Two ingredients matter:
- Two-string alignment: every problem about edit operations, common subsequences, regex matching, or sequence comparison fits here.
- Grid pathing: count or optimise paths through a grid with movement constraints.
When to reach for it
Trigger phrases:
- "transform string A into string B"
- "longest common ..." (subsequence, substring)
- "edit distance / typo tolerance"
- "number of paths from top-left to bottom-right"
- "match this pattern against this string"
If you have two sequences and want a relationship between them, you almost certainly want 2-D DP.
How to approach
- State
dp[i][j]in one English sentence ("min edits to transform A[0..i] into B[0..j]"). - Initialise the first row and first column. These are the trivial base cases (empty against prefix).
- Write three or four recurrence cases: characters match, characters differ, one string ran out, etc.
- Trace through a 3×3 example by hand, on paper. If your hand-trace disagrees with the code, the code is wrong.
- Notice if the row depends only on the previous row → collapse to two rows → O(n) space.
Enterprise scenarios
- Stripe-style fuzzy matching: when a merchant types an SKU with a typo, edit-distance proposes the nearest valid one.
- Git merge: the longest-common-subsequence DP is the engine behind every three-way merge you've ever resolved.
- Salesforce data deduplication: comparing customer records across CRM imports; "John Smith, Acme Inc" vs "Jon Smith, Acme" needs edit distance.
- Search engines: query spell-correction (Google's "did you mean ...") uses edit distance against a dictionary.
- DNA assembly pipelines (Illumina, Oxford Nanopore): sequence alignment is 2-D DP at industrial scale.
- Compiler tools: diff utilities (
diff,git diff, IDE merge conflict resolvers). - CI/CD platforms: dependency-resolution between manifests when two branches change
package.json.
In the AI-integrated workspace
2-D DP is exactly the kind of problem AI agents will gladly generate wrong code that passes the small test case. The off-by-one between "the prefix of length i" and "index i" is the single most common mistake; it produces results that are correct on small inputs and shift by one on inputs of length 10+.

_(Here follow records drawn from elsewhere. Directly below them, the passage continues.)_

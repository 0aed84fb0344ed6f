/// Crate-wide result type for store operations.
pub type Result<T> = std::result::Result<T, Error>;

/// Typed storage errors.
#[derive(Debug, thiserror::Error)]
pub enum Error {
    /// Underlying database operation failed.
    #[error(transparent)]
    Sqlx(#[from] sqlx::Error),
}
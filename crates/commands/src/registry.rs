//! Ordered pattern registry with first-match-wins lookup.

use std::sync::Arc;

use regex::Regex;

use crate::handler::{BoundArgs, Handler};

/// Announcement gating declared per command. Cooldown and dedup are
/// mutually exclusive: no command uses both.
#[derive(Debug, Clone, PartialEq, Eq)]
pub enum GatePolicy {
    /// Deliver as produced.
    None,
    /// Time-window throttle on public output. The window may be overridden
    /// at runtime through the config store (`wait:<command>`).
    Cooldown { default_window_secs: u64 },
    /// Once-per-event suppression; the handler attaches the event identity
    /// to its bundle. `unit` names the event in the suppression notice
    /// ("song", "election").
    Dedup { unit: String },
}

/// Immutable binding of a match rule to a handler.
///
/// Several specs may share one handler to register alias forms (a long and
/// a short spelling of the same command).
#[derive(Clone)]
pub struct CommandSpec {
    pub name: String,
    pub pattern: Regex,
    pub gate: GatePolicy,
    pub handler: Arc<dyn Handler>,
}

impl CommandSpec {
    pub fn new(
        name: impl Into<String>,
        pattern: &str,
        gate: GatePolicy,
        handler: Arc<dyn Handler>,
    ) -> Result<Self, regex::Error> {
        Ok(Self {
            name: name.into(),
            pattern: Regex::new(pattern)?,
            gate,
            handler,
        })
    }
}

/// Ordered collection of pattern→handler bindings.
///
/// Registration happens once during startup; `find` is read-only and safe
/// to call concurrently from multiple dispatch loops.
#[derive(Default)]
pub struct CommandRegistry {
    specs: Vec<CommandSpec>,
}

impl CommandRegistry {
    #[must_use]
    pub fn new() -> Self {
        Self::default()
    }

    pub fn register(&mut self, spec: CommandSpec) {
        self.specs.push(spec);
    }

    /// Match `text` against every pattern in registration order and return
    /// the first match with its named captures bound.
    ///
    /// Patterns match anywhere in the text unless they anchor themselves.
    /// No match is a normal outcome: most chat traffic is not a command.
    #[must_use]
    pub fn find(&self, text: &str) -> Option<(&CommandSpec, BoundArgs)> {
        for spec in &self.specs {
            if let Some(captures) = spec.pattern.captures(text) {
                let mut args = BoundArgs::new();
                for name in spec.pattern.capture_names().flatten() {
                    if let Some(value) = captures.name(name) {
                        args.insert(name, value.as_str());
                    }
                }
                return Some((spec, args));
            }
        }
        None
    }

    #[must_use]
    pub fn len(&self) -> usize {
        self.specs.len()
    }

    #[must_use]
    pub fn is_empty(&self) -> bool {
        self.specs.is_empty()
    }
}
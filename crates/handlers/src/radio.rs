//! Radio status commands: now playing, previously played, elections.
//!
//! All three are dedup-gated: the handler attaches the served event's
//! scheduling id to the bundle and the router suppresses repeat public
//! announcements of the same id.

use {
    async_trait::async_trait,
    tracing::warn,
    wavebot_commands::{BoundArgs, Handler},
    wavebot_common::{Origin, OutputBundle},
    wavebot_gates::keys,
    wavebot_radio::{RadioClient, Station, election_line, song_line},
};

use crate::{SERVICE_DOWN, help::topic_lines};

/// Highest `!prevplayed` history index the API keeps.
const MAX_HISTORY_INDEX: usize = 2;

fn help_bundle(topic: &str) -> OutputBundle {
    let mut bundle = OutputBundle::new();
    for line in topic_lines(topic) {
        bundle.push_private(line);
    }
    bundle
}

fn station_or_help(args: &BoundArgs, topic: &str) -> Result<Station, OutputBundle> {
    args.get("station")
        .and_then(Station::from_code)
        .ok_or_else(|| help_bundle(topic))
}

/// `!nowplaying <station>` / `!np<station>`.
pub struct NowPlaying {
    radio: RadioClient,
}

impl NowPlaying {
    #[must_use]
    pub fn new(radio: RadioClient) -> Self {
        Self { radio }
    }
}

#[async_trait]
impl Handler for NowPlaying {
    async fn handle(&self, _sender: &str, _origin: &Origin, args: BoundArgs) -> OutputBundle {
        let station = match station_or_help(&args, "nowplaying") {
            Ok(station) => station,
            Err(help) => return help,
        };
        let info = match self.radio.info(station).await {
            Ok(info) => info,
            Err(error) => {
                warn!(station = station.name(), %error, "schedule fetch failed");
                return OutputBundle::private(SERVICE_DOWN);
            },
        };
        let event = &info.sched_current;
        OutputBundle::public(song_line(station, "Now playing", event)).with_announcement(
            keys::dedup(&station.id().to_string(), "np"),
            event.sched_id.to_string(),
        )
    }
}

/// `!prevplayed <station> [index]` / `!pp<station> [index]`.
pub struct PrevPlayed {
    radio: RadioClient,
}

impl PrevPlayed {
    #[must_use]
    pub fn new(radio: RadioClient) -> Self {
        Self { radio }
    }
}

#[async_trait]
impl Handler for PrevPlayed {
    async fn handle(&self, _sender: &str, _origin: &Origin, args: BoundArgs) -> OutputBundle {
        let station = match station_or_help(&args, "prevplayed") {
            Ok(station) => station,
            Err(help) => return help,
        };
        // Malformed index degrades to 0; a parsed but out-of-range index is
        // help text.
        let index = args.parse_or::<usize>("index", 0);
        if index > MAX_HISTORY_INDEX {
            return help_bundle("prevplayed");
        }
        let info = match self.radio.info(station).await {
            Ok(info) => info,
            Err(error) => {
                warn!(station = station.name(), %error, "schedule fetch failed");
                return OutputBundle::private(SERVICE_DOWN);
            },
        };
        let Some(event) = info.sched_history.get(index) else {
            return OutputBundle::private(SERVICE_DOWN);
        };
        OutputBundle::public(song_line(station, "Previously", event)).with_announcement(
            keys::dedup(&station.id().to_string(), &format!("pp:{index}")),
            event.sched_id.to_string(),
        )
    }
}

/// `!election <station> [index]` / `!el<station> [index]`.
pub struct Election {
    radio: RadioClient,
}

impl Election {
    #[must_use]
    pub fn new(radio: RadioClient) -> Self {
        Self { radio }
    }
}

#[async_trait]
impl Handler for Election {
    async fn handle(&self, _sender: &str, _origin: &Origin, args: BoundArgs) -> OutputBundle {
        let station = match station_or_help(&args, "election") {
            Ok(station) => station,
            Err(help) => return help,
        };
        let index = args.parse_or::<usize>("index", 0);
        if index > 1 {
            return help_bundle("election");
        }
        let info = match self.radio.info(station).await {
            Ok(info) => info,
            Err(error) => {
                warn!(station = station.name(), %error, "schedule fetch failed");
                return OutputBundle::private(SERVICE_DOWN);
            },
        };
        let Some(event) = info.sched_next.get(index) else {
            return OutputBundle::private(SERVICE_DOWN);
        };
        OutputBundle::public(election_line(station, index, event)).with_announcement(
            keys::dedup(&station.id().to_string(), &format!("el:{index}")),
            event.sched_id.to_string(),
        )
    }
}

In parikshan's loop, after you read this primer and your AI training assistant (the /api/training/improve "Explain" button) produces a solution, you do not accept it blindly. You ask the assistant to fill out a 4×4 table by hand for a worked example, and you cross-check. If the table is consistent with the code's output, the recurrence is right. If not, you ask the assistant to revise. This back-and-forth is the integrated practice loop: read concept, AI codes, you audit, you direct the revision, you submit.
When you ship 2-D DP code in production (string-similarity matching at scale), profile the memory. Two-row optimisation matters: a 100k × 100k DP table is 10 GB; a two-row variant is 800 KB.
Problems in this cluster
Medium: unique-paths, longest-common-subsequence. Hard: edit-distance.
Start with unique-paths. Pure counting on a grid, no character matching, the cleanest 2-D DP imaginable.